O final da festa foi algo pertubador, enquanto as meninas eram as únicas no salão (além de alguns adultos também) uma menina perdida de sua mãe descia as escadas do porão, quando deu por falta da filha, a mãe começou a gritar desesperadamente.

A procura durou cerca de quinze minutos, a menina ruiva de olhos mel esverdeado apareceu pela pequena porta de acesso ao porão, no seu vestido rosa bebê havia uma gota de sangue e ela carregava um dedo ensanguentado.

Houve vários gritos femininos, os homens presentes no local desceram cuidadosamente pela escada, mesmo escuro conseguiram identificar algo viscoso pelos degraus.

Foi nesse exato momento que Fernando sumiu, enquanto saia da cozinha com alguns salgados para as meninas, viu o dedo em cima de uma das meses, todos em pânico e a gota de sangue no vestido da menina.

Ele começou a suar frio, deixou a bandeja na mesa mais próxima e correu para o nada.

Naqueles segundos de pânico ninguém percebeu, a aliança de Vivian escorregou pelos seus dedos, caiu sem fazer som algum, era o fim para alguém qual o nome se perdeu na eternidade.

Os homens voltaram, não conseguiam falar, só pediram paraque chamassem a polícia.

Chamaram.

Quando os políciais chegaram, já haviam retirado as meninas do salão e suas mães também, ninguém encontrou a mãe de Vivian, só nesse momento sentiram a sua falta e a perguntas começaram a se formar.

Todas passaram aquela noite e as outras na casa de Vivian, o silência chegou e reinou naquela casa por meses.

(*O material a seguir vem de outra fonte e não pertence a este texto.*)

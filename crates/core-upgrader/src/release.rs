// SPDX-License-Identifier: CC-BY-NC-ND-4.0

//! GitHub release checker

use crate::config::{Branch, UpgraderConfig};
use crate::error::{Result, UpgraderError};
use reqwest::header::{ACCEPT, AUTHORIZATION};
use serde::{Deserialize, Serialize};

/// Uploader type GitHub reports for automated release workflows
pub const BOT_UPLOADER: &str = "Bot";

#[derive(Debug, Clone, Default, Serialize, Deserialize)]
pub struct Uploader {
    #[serde(default)]
    pub login: String,
    #[serde(rename = "type", default)]
    pub kind: String,
}

/// GitHub release asset
#[derive(Debug, Clone, Serialize, Deserialize)]
pub struct ReleaseAsset {
    /// Asset name (e.g., "mihomo-linux-amd64-v1.19.0.gz")
    pub name: String,
    /// Download URL
    pub browser_download_url: String,
    /// Asset size in bytes
    #[serde(default)]
    pub size: u64,
    #[serde(default)]
    pub uploader: Uploader,
}

impl ReleaseAsset {
    pub fn is_bot_upload(&self) -> bool {
        self.uploader.kind == BOT_UPLOADER
    }
}

/// GitHub release information
#[derive(Debug, Clone, Default, Serialize, Deserialize)]
pub struct Release {
    /// Tag name (e.g., "v1.19.0")
    #[serde(default)]
    pub tag_name: String,
    /// Release name; for the stable channel this is the version
    #[serde(default)]
    pub name: Option<String>,
    /// Release assets
    #[serde(default)]
    pub assets: Vec<ReleaseAsset>,
    /// Error message GitHub embeds instead of a release (rate limits, bad tokens)
    #[serde(default, skip_serializing_if = "Option::is_none")]
    pub message: Option<String>,
}

impl Release {
    pub fn find_asset(&self, name: &str) -> Option<&ReleaseAsset> {
        self.assets.iter().find(|a| a.name == name)
    }

    /// Version this release advertises: its name, or the tag when unnamed
    pub fn version(&self) -> &str {
        self.name
            .as_deref()
            .map(str::trim)
            .filter(|n| !n.is_empty())
            .unwrap_or(&self.tag_name)
    }
}

/// Release checker for the core's GitHub releases
#[derive(Debug, Clone)]
pub struct ReleaseClient {
    client: reqwest::Client,
    main_url: String,
    alpha_url: String,
    alpha_marker_url: String,
    authorization: Option<String>,
}

impl ReleaseClient {
    pub fn new(config: &UpgraderConfig) -> Result<Self> {
        let client = reqwest::Client::builder()
            .user_agent(config.user_agent.as_str())
            .build()
            .map_err(|e| UpgraderError::Config(format!("Failed to build HTTP client: {e}")))?;

        Ok(Self {
            client,
            main_url: config.release_api_url(Branch::Main),
            alpha_url: config.release_api_url(Branch::Alpha),
            alpha_marker_url: config.alpha_version_url(),
            authorization: config.authorization(),
        })
    }

    /// Fetch the release a branch installs from
    pub async fn fetch_release(&self, branch: Branch) -> Result<Release> {
        let url = match branch {
            Branch::Main => &self.main_url,
            Branch::Alpha => &self.alpha_url,
        };

        let mut request = self
            .client
            .get(url)
            .header(ACCEPT, "application/vnd.github.v3+json");

        if let Some(ref auth) = self.authorization {
            request = request.header(AUTHORIZATION, auth);
        }

        let response = request
            .send()
            .await
            .map_err(|e| UpgraderError::Probe(format!("Request failed: {e}")))?;

        // Check rate limit
        if let Some(remaining) = response.headers().get("x-ratelimit-remaining")
            && let Ok(remaining_str) = remaining.to_str()
            && let Ok(remaining_int) = remaining_str.parse::<u32>()
            && remaining_int < 10
        {
            tracing::warn!("GitHub rate limit low: {remaining_int} remaining");
        }

        let status = response.status();
        let body = response
            .text()
            .await
            .map_err(|e| UpgraderError::Probe(format!("Failed to read response: {e}")))?;

        let parsed = serde_json::from_str::<Release>(&body);

        // GitHub reports errors as {"message": ...}, sometimes with a 200
        if let Ok(Release {
            message: Some(message),
            ..
        }) = &parsed
        {
            return Err(UpgraderError::Probe(message.clone()));
        }

        if !status.is_success() {
            return Err(UpgraderError::Probe(format!(
                "GitHub API error {status}: {body}"
            )));
        }

        parsed.map_err(|e| UpgraderError::Probe(format!("Failed to parse release: {e}")))
    }

    /// Fetch the plain-text alpha version marker
    pub async fn fetch_alpha_marker(&self) -> Result<String> {
        let response = self
            .client
            .get(&self.alpha_marker_url)
            .send()
            .await
            .map_err(|e| UpgraderError::Probe(format!("Request failed: {e}")))?;

        if !response.status().is_success() {
            return Err(UpgraderError::Probe(format!(
                "Failed to fetch alpha version: {}",
                response.status()
            )));
        }

        let text = response
            .text()
            .await
            .map_err(|e| UpgraderError::Probe(format!("Failed to read response: {e}")))?;

        let version = text.trim();
        if version.is_empty() {
            return Err(UpgraderError::Probe("alpha version marker is empty".to_string()));
        }
        Ok(version.to_string())
    }

    /// Latest version published for a branch
    pub async fn remote_version(&self, branch: Branch) -> Result<String> {
        match branch {
            Branch::Alpha => self.fetch_alpha_marker().await,
            Branch::Main => {
                let release = self.fetch_release(branch).await?;
                Ok(release.version().to_string())
            }
        }
    }
}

No dia seguinte o salão estava totalmente fechado, não queriam deixar que ninguém entrasse, mas não sabiam que havia uma entrada direta para o porão por uma portinha pequena atrás do salão, que estava encoberta por flores azuis.

Vivian não queria entrar, mas algo a puxava para aquele local que pertenceria aos seus pesadelos pelos próximos anos.

Com um pouco de dificuldade todas chegaram ao destino final, a cena era o imaginável, havia sangue por todos os lados, no meio do porão, em cima de uma mesa estava a cabeça de seu pai, ele estava com os olhos abertos, as outras partes do seu corpo estavam espalhadas pelo local.

Dedos, braços, pernas, fios de cabelo, e o seu tronco pendurado por uma corda em cima de onde Vivian se encontrava, ela só notou quando o sangue pingou no seu ombro.

Um grito de dor ecoou por toda a cidade, enquanto seus olhos expulsavam uma parte da sua dor para o mundo, ela só conseguiu ler a seguinte frase, que foi feita no sentido em que os olhos de seu pai olhavam:

Te amarei por toda a eternidade

Os políciais tentavam entrar pela porta trancada na tentativa de proteger as evidências daquele crime tão cruel, como um reflexo Alice puxou Vivian e no momento seguinte estavam entre as flores azuis.

Elas correram, o seu sangue queimava por baixo da sua pele, ela queria parar mas o desejo de encontrar um lugar seguro era maior.

Os rostos de todas as pessoas que ela amava apareciam na sua mente, sua família, suas amigas, todos que faziam da sua existência a melhor possível.

Os próximos cinco meses foram recheados de dores, pesadelos, procuras por sua mãe e apesar de todas as tentativas o silência reinou por completo.

Alguns dos familiares de Vivian vieram para morar com ela, suas duas tias e seus avós vinham com uma certa frequência, as meninas passavam quase todos os finais de semana na casa de Vivian e suas famílias sempre a convidavam para passar alguns dias com eles.

Pouco a pouco a polícia desistiu do caso, eles nunca estiveram muito interessados em descobrir a razão da morte de seu pai, tentaram sumir com os restos dele, mas a família não deixou, o caso foi arquivado, causando a revolta das mulheres da cidade e deixando todos os homens a suar frio daquele dia em diante.

No final daqueles cinco meses tudo continuava igual, Vivian estava mais alegre, mas estava um pouco fechada, mal falava sobre os seus sentimentos e vontades.

Ela tentava disfarçar mas não sabia mentir.

Quando chegou o dia do enterro ela estava abatida, pálida, sem vida, não havia nenhum sinal da sua mãe.

Todas estavam lá, as seis de mãos dadas, não trocaram palavras mas o calor dos seus olhares foi o suficiente para Vivian saber que elas sempre estariam lá.

Na lápide, a única frase escrita foi:

Te amarei por toda a eternidade, pai.